The tradeoff between granularity, access pattern and use case is the real design decision. A coarser key merges more aggressively (smaller table, faster scans), but you lose the ability to query at finer granularity. A granular aggregation means you can serve every request, but if the volume of data requested increases, for example, a user requesting full history on a time-series table, the query gets expensive fast. There's no universal answer. Start with the granularity your queries actually need, check system.parts to verify that merges are reducing row counts, and monitor query performance as usage grows.

Non-key columns and the any() trap

An AggregatingMergeTree table has three kinds of columns: ORDER BY key columns (like endpoint and hour), aggregate columns (SimpleAggregateFunction or AggregateFunction), and everything else. The engine knows what to do with the first two. Key columns identify which rows belong together. Aggregate columns are combined with their function (sum, max, uniq, etc.).

The nuance here is that if you add a plain column, for example, name: String, that is not in the GROUP BY, the engine has no rule for how to combine it. When two rows merge, there are two different name values, and ClickHouse has to pick one. It picks arbitrarily using any() semantics.

This means the value you see depends on whether a merge has happened yet. Before the merge, you query the table and see both rows with their correct names. After the merge, one name is kept, and the other one is gone, you don't control which one. Be aware that this doesn't produce an error. The query returns a result, the numbers look fine, and the name column is arbitrarily updated.

The fix is simple: every non-key column in an AggregatingMergeTree should be an aggregate type. If you need to keep a string value, wrap it in an argMax function to make the behaviour explicit.

SimpleAggregateFunction vs AggregateFunction

This is the decision framework the docs don't give you.

AggregateFunction stores a serialised binary state. The sum state is a running total. The uniq state is a HyperLogLog sketch. The quantile state is a t-digest. These blobs are opaque, you can't read them with a normal SELECT, and they need the -Merge combinator to produce a final value.

SimpleAggregateFunction stores the partial result directly as a regular value. No binary blob. No special combinator needed on SELECT. You just read the column normally.

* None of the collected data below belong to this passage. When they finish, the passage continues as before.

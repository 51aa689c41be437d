//! Discovery descriptor and online/offline status records, both retained.

use serde::{Deserialize, Serialize};
use std::fmt;
use std::sync::Arc;
use tracing::info;

use crate::codec::{encode, utc_now, SCHEMA_VERSION};
use crate::config::{Capabilities, DeviceConfig};
use crate::device::log_buffer::LogRingBuffer;
use crate::device::topics::{Channel, QosMap, TopicSet};
use crate::mqtt::transport::{Transport, TransportError};

/// Services every mock device advertises
pub const BASE_SERVICES: [&str; 6] = ["power", "weight", "motion", "led", "camera", "ota"];

#[derive(Debug, Clone, Serialize)]
pub struct DiscoveryDescriptor {
    pub schema: &'static str,
    pub id: String,
    pub fw: String,
    pub hw: String,
    pub mac: String,
    pub ip: String,
    pub capabilities: Vec<String>,
    pub topics: TopicSet,
    pub qos: QosMap,
    pub ts: String,
    pub notes: String,
}

impl DiscoveryDescriptor {
    pub fn build(device: &DeviceConfig, capabilities: &Capabilities, topics: &TopicSet) -> Self {
        let mut caps: Vec<String> = Vec::new();
        let requested = BASE_SERVICES
            .iter()
            .map(|s| s.to_string())
            .chain(capabilities.extra_services.iter().cloned());
        for service in requested {
            if !caps.contains(&service) {
                caps.push(service);
            }
        }
        if capabilities.logs && !caps.iter().any(|c| c == "logs") {
            caps.push("logs".to_string());
        }

        Self {
            schema: SCHEMA_VERSION,
            id: device.id.clone(),
            fw: device.firmware.clone(),
            hw: device.hardware.clone(),
            mac: device.mac.clone(),
            ip: device.ip.clone(),
            capabilities: caps,
            topics: topics.clone(),
            qos: topics.qos_map(),
            ts: utc_now(),
            notes: device.notes.clone(),
        }
    }
}

#[derive(Debug, Clone, Copy, PartialEq, Eq, Serialize, Deserialize)]
#[serde(rename_all = "lowercase")]
pub enum DeviceState {
    Online,
    Offline,
}

impl fmt::Display for DeviceState {
    fn fmt(&self, f: &mut fmt::Formatter<'_>) -> fmt::Result {
        match self {
            DeviceState::Online => write!(f, "online"),
            DeviceState::Offline => write!(f, "offline"),
        }
    }
}

#[derive(Debug, Clone, PartialEq, Eq, Serialize, Deserialize)]
pub struct StatusRecord {
    pub schema: String,
    pub ts: String,
    pub state: DeviceState,
    pub fw: String,
    #[serde(default, skip_serializing_if = "Option::is_none")]
    pub reason: Option<String>,
}

impl StatusRecord {
    pub fn new(state: DeviceState, firmware: &str, reason: Option<&str>) -> Self {
        Self {
            schema: SCHEMA_VERSION.to_string(),
            ts: utc_now(),
            state,
            fw: firmware.to_string(),
            reason: reason.filter(|r| !r.is_empty()).map(str::to_string),
        }
    }
}

pub struct Announcer<T: Transport> {
    transport: Arc<T>,
    topics: Arc<TopicSet>,
    device: DeviceConfig,
    capabilities: Capabilities,
    log: Arc<LogRingBuffer>,
}

impl<T: Transport> Announcer<T> {
    pub fn new(
        transport: Arc<T>,
        topics: Arc<TopicSet>,
        device: DeviceConfig,
        capabilities: Capabilities,
        log: Arc<LogRingBuffer>,
    ) -> Self {
        Self {
            transport,
            topics,
            device,
            capabilities,
            log,
        }
    }

    /// Publishes a fresh descriptor and waits for the broker acknowledgment.
    pub async fn announce_discovery(&self) -> Result<DiscoveryDescriptor, TransportError> {
        let descriptor = DiscoveryDescriptor::build(&self.device, &self.capabilities, &self.topics);
        self.transport
            .publish_confirmed(
                &self.topics.discovery,
                Channel::Discovery.qos(),
                Channel::Discovery.retain(),
                encode(&descriptor)?,
            )
            .await?;
        info!(
            "Published discovery for {} with capabilities {:?}",
            self.device.id, descriptor.capabilities
        );
        Ok(descriptor)
    }

    /// Publishes the current status, retained, and records the transition.
    pub async fn set_status(
        &self,
        state: DeviceState,
        reason: Option<&str>,
    ) -> Result<(), TransportError> {
        let record = StatusRecord::new(state, &self.device.firmware, reason);
        self.transport
            .publish_confirmed(
                &self.topics.status,
                Channel::Status.qos(),
                Channel::Status.retain(),
                encode(&record)?,
            )
            .await?;
        self.log.info("status", &format!("status={state}"));
        info!("Status for {} is now {}", self.device.id, state);
        Ok(())
    }
}

/// Offline record registered as last will before connecting
pub fn last_will_payload(firmware: &str) -> Result<Vec<u8>, serde_json::Error> {
    encode(&StatusRecord::new(
        DeviceState::Offline,
        firmware,
        Some("lost connection"),
    ))
}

The catch: SimpleAggregateFunction only works for functions where the partial result IS the final result. For example, max, min, sum and any qualify. These are the ones available with SummingMergeTree, and you can find the full list in the ClickHouse official docs.

uniq does not qualify, because you can't compute unique counts by taking the max of two unique counts. Same for quantile, which needs a t-digest to merge partial results. And argMin/argMax, which need to track both the value and its associated argument. You can't reduce that pair to a single partial result.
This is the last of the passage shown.